Pixie’s goal was to make objects persistent. All of them. Regardless of their source. You just wrote your application, connected your objects together appropriately, then threw a ‘top level’ object to the data pixie and asked it to store the object for you and associate it with a given key.
Later, you could ask pixie to fetch the top level object you’d stored, and just carry on using it as if it’d always been resident in memory. Pixie handled proxy object, deferred fetches from the database, all the backstage stuff needed to maintain the illusion that everything was resident in memory and always had been.
It wasn’t perfect, but we kept the illusion going; objects didn’t know, or care if they had been persisted, the data store was garbage collected (mark and sweep, triggered by asking Pixie to run a sweep for you), objects were unique – you’d never have two objects in memory with the same id.
Quite deliberately, we didn’t have a query language; the idea was that you got into the data store through known entry points and, if you needed to do searching or indexing or whatever, you could write your own. The plan was to discover what sort of searching would be needed, and implement that.
As ‘one to throw away’ I’m really rather proud of Pixie. It fell down on locking – we tried to add it later, and that really, really didn’t want to work. If I were starting with a clean sheet, I’d worry about that far earlier and probably try and use optimistic locking to implement something transaction – there’s at least one Smalltalk persistence engine that has some good ideas here, I just can’t remember what it’s called.
I’d also look at a hybrid scheme. Pixie was essentially one big table with an id column and a blob – not exactly scalable. With a sensible scheme for describing classes, it should be possible to have one big table for some objects and ActiveRecord type tables for things that you want to search. Jifty’s persistent objects do some very clever things in this regard.
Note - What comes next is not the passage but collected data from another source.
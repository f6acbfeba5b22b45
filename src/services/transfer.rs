//! Upload, download, sync and clone protocols.

use crossbeam_channel::Sender;
use gin_core::classify::{auto_resolved_files, classify, classify_error, to_error, FailureCategory};
use gin_core::{GinError, Result, StatusEvent};
use std::path::{Path, PathBuf};
use tracing::{debug, info, warn};

use super::content::{get_content, init_repo, InitOptions};
use super::{spawn_stream, EventStream, RepoContext, Tools};
use crate::progress::{GitProgressParser, JsonProgressParser, KeyNameResolver};

/// File name used for events about the repository metadata as a whole
pub const GIT_ITEM: &str = "(git)";

/// Uploads metadata to `remote`, then the content of `paths` (all content when empty).
pub fn push(ctx: &RepoContext, paths: Vec<String>, remote: String) -> EventStream {
    let ctx = ctx.clone();
    spawn_stream("Upload", move |tx| run_push(&ctx, &paths, &remote, tx))
}

fn run_push(ctx: &RepoContext, paths: &[String], remote: &str, tx: &Sender<StatusEvent>) -> Result<()> {
    push_metadata(ctx, remote, tx)?;

    let annex = ctx.annex();
    let eligible: Vec<_> = annex
        .whereis(paths)?
        .into_iter()
        .filter(|info| info.present_here())
        .collect();
    if eligible.is_empty() {
        info!("No content to upload to {}", remote);
        return Ok(());
    }
    let only_here: Vec<String> = eligible
        .iter()
        .filter(|info| info.only_here())
        .map(|info| info.file.clone())
        .collect();

    let mut args = vec![
        "copy".to_string(),
        "--json-progress".to_string(),
        format!("--to={remote}"),
    ];
    if paths.is_empty() {
        args.push("--all".to_string());
    } else {
        args.extend(eligible.iter().map(|info| info.file.clone()));
    }
    let handle = annex.spawn(args)?;
    let raw_input = handle.command_line().to_string();
    let mut parser = JsonProgressParser::new(format!("Uploading (to: {remote})"), raw_input, ctx.clock())
        .with_key_names(KeyNameResolver::new(&annex));
    for line in handle.stdout().iter() {
        if let Some(event) = parser.parse_line(&line) {
            if tx.send(event).is_err() {
                debug!("Upload receiver gone");
                return Ok(());
            }
        }
    }
    let finished = handle.finish()?;
    if !finished.status.success() && parser.results() == 0 {
        return Err(classify_error("upload", "AnnexCopy", &finished.stderr_text()));
    }
    if parser.results() == 0 && !only_here.is_empty() {
        warn!("Copy to {} reported no transfers for {} file(s)", remote, only_here.len());
        return Err(GinError::ContentNotTransferred {
            remote: remote.to_string(),
            files: only_here,
        });
    }
    Ok(())
}

/// Metadata-only sync towards `remote`. Never commits, never pulls.
fn push_metadata(ctx: &RepoContext, remote: &str, tx: &Sender<StatusEvent>) -> Result<()> {
    let handle = ctx
        .annex()
        .spawn(["sync", "--no-pull", "--no-commit", "--no-content", remote])?;
    let parser = GitProgressParser::new(
        GIT_ITEM,
        format!("Uploading git files (to: {remote})"),
        handle.command_line(),
    );
    let mut stderr = Vec::new();
    for line in handle.stderr().iter() {
        if let Some(event) = parser.parse_line(&line) {
            let _ = tx.send(event);
        }
        stderr.push(line);
    }
    let finished = handle.finish()?;
    if !finished.status.success() {
        let mut text = stderr.join("\n");
        text.push('\n');
        text.push_str(&finished.stdout.join("\n"));
        return Err(classify_error("upload", "UploadGit", &text));
    }
    // git prints no meters without a terminal, the completion is always reported
    let done = StatusEvent::new(GIT_ITEM, format!("Uploading git files (to: {remote})")).completed();
    let _ = tx.send(done);
    Ok(())
}

/// Downloads metadata from `remote` (the default when `None`), optionally
/// followed by all content.
pub fn pull(ctx: &RepoContext, remote: Option<String>, content: bool) -> EventStream {
    let ctx = ctx.clone();
    spawn_stream("Download", move |tx| {
        run_pull(&ctx, remote.as_deref(), tx)?;
        if content {
            for event in get_content(&ctx, Vec::new()).iter() {
                let _ = tx.send(event);
            }
        }
        Ok(())
    })
}

fn run_pull(ctx: &RepoContext, remote: Option<&str>, tx: &Sender<StatusEvent>) -> Result<()> {
    let state = "Downloading changes";
    let mut args = vec!["sync", "--no-push", "--no-commit"];
    if let Some(remote) = remote {
        args.push(remote);
    }
    let out = ctx.annex().run(args)?;
    let text = format!("{}\n{}", out.stdout_text(), out.stderr_text());
    let category = classify(&text);
    if !out.success() || category == FailureCategory::MergeConflict {
        abort_failed_merge(ctx, category);
        return Err(to_error(category, "download", "Download", &text));
    }
    notify_resolved(&text, tx);
    let _ = tx.send(StatusEvent::new(GIT_ITEM, state).completed());
    Ok(())
}

/// Full two-way sync with automatic conflict resolution.
pub fn sync(ctx: &RepoContext, content: bool) -> EventStream {
    let ctx = ctx.clone();
    spawn_stream("Sync", move |tx| {
        let mut args = vec!["sync", "--resolvemerge"];
        if content {
            args.push("--content");
        }
        let out = ctx.annex().run(args)?;
        let text = format!("{}\n{}", out.stdout_text(), out.stderr_text());
        if !out.success() {
            let category = classify(&text);
            abort_failed_merge(&ctx, category);
            return Err(to_error(category, "sync", "Sync", &text));
        }
        notify_resolved(&text, tx);
        let _ = tx.send(StatusEvent::new(GIT_ITEM, "Synchronising repository").completed());
        Ok(())
    })
}

/// Leaves no half-finished merge behind. Failures are only logged so the
/// caller keeps reporting the original error.
fn abort_failed_merge(ctx: &RepoContext, category: FailureCategory) {
    let git = ctx.git();
    let pending = category == FailureCategory::MergeConflict
        || git.merge_in_progress().unwrap_or_else(|err| {
            warn!("Could not check for a pending merge: {}", err);
            false
        });
    if pending {
        info!("Aborting failed merge");
        if let Err(err) = git.merge_abort() {
            warn!("Could not abort merge: {}", err);
        }
    }
}

fn notify_resolved(text: &str, tx: &Sender<StatusEvent>) {
    for file in auto_resolved_files(text) {
        let event = StatusEvent::new(file, "Conflict resolved (both versions kept)").completed();
        let _ = tx.send(event);
    }
}

/// Parameters of a clone.
#[derive(Debug, Clone)]
pub struct CloneRequest {
    pub url: String,
    /// Directory the clone is created in
    pub parent: PathBuf,
    /// Name of the new repository directory
    pub name: String,
    /// Description of the new local copy for the annex
    pub description: String,
}

/// Clones `request.url` and initialises local content storage in the new copy.
pub fn clone_repo(tools: &Tools, request: CloneRequest) -> EventStream {
    let tools = tools.clone();
    spawn_stream("Clone", move |tx| run_clone(&tools, &request, tx))
}

fn run_clone(tools: &Tools, request: &CloneRequest, tx: &Sender<StatusEvent>) -> Result<()> {
    let git = tools.git(&request.parent);
    let handle = git.spawn(["clone", "--progress", request.url.as_str(), request.name.as_str()])?;
    let parser = GitProgressParser::new(
        request.name.clone(),
        "Downloading repository",
        handle.command_line(),
    );
    let mut stderr = Vec::new();
    for line in handle.stderr().iter() {
        if let Some(event) = parser.parse_line(&line) {
            let _ = tx.send(event);
        }
        stderr.push(line);
    }
    let finished = handle.finish()?;
    if !finished.status.success() {
        return Err(clone_error(&request.name, &stderr.join("\n")));
    }
    let _ = tx.send(StatusEvent::new(request.name.clone(), "Downloading repository").completed());

    let _ = tx.send(StatusEvent::new(request.name.clone(), "Initialising local storage"));
    let dir: &Path = &request.parent.join(&request.name);
    init_repo(
        tools,
        dir,
        &InitOptions {
            description: request.description.clone(),
            bare: false,
        },
    )?;
    let _ = tx.send(StatusEvent::new(request.name.clone(), "Initialising local storage").completed());
    Ok(())
}

fn clone_error(name: &str, stderr: &str) -> GinError {
    if stderr.contains("does not exist") {
        return GinError::described(
            "Clone",
            "Repository download failed.\nMake sure you typed the repository path correctly.\nType 'gin repos' to see a list of repositories you have access to.",
            stderr,
        );
    }
    if stderr.contains("already exists and is not an empty directory") {
        return GinError::described(
            "Clone",
            format!("Repository download failed.\n'{name}' already exists in the current directory and is not empty."),
            stderr,
        );
    }
    classify_error("clone", "Clone", stderr)
}
pub mod commit;
pub mod events;
pub mod location;
pub mod status;

// Re-exports for convenience
pub use commit::*;
pub use events::*;
pub use location::*;
pub use status::*;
Metadata would be useful in another respect too. ActiveRecord’s validations, errors and helpers like
input 'variable', 'field' all use a pretty restricted set of ActiveRecord metadata. A class description language (or an appropriate set of class methods) that could implement compliant
attributes and the others could be very useful…
I suppose the question is, could I implement it? Pixie poked in some very odd corners of Perl to get the behaviour we needed. One example was the mementos that could replace themselves with the ‘real object’ they’d fetched from the database. They were all instances of
Pixie::Cookie with an
AUTOLOAD – perl’s equivalent of
method_missing that went to the database for the data, populated its ‘instance variables’ and then changed its own class to ‘become’ an instance of the appropriate class.
Hmm… I feel the need for a spike…
1 There’s lots of stuff that niggles me about rails. Nothing that makes me want to throw it out and start using something else – yet, but I’m still waiting for Perl 6.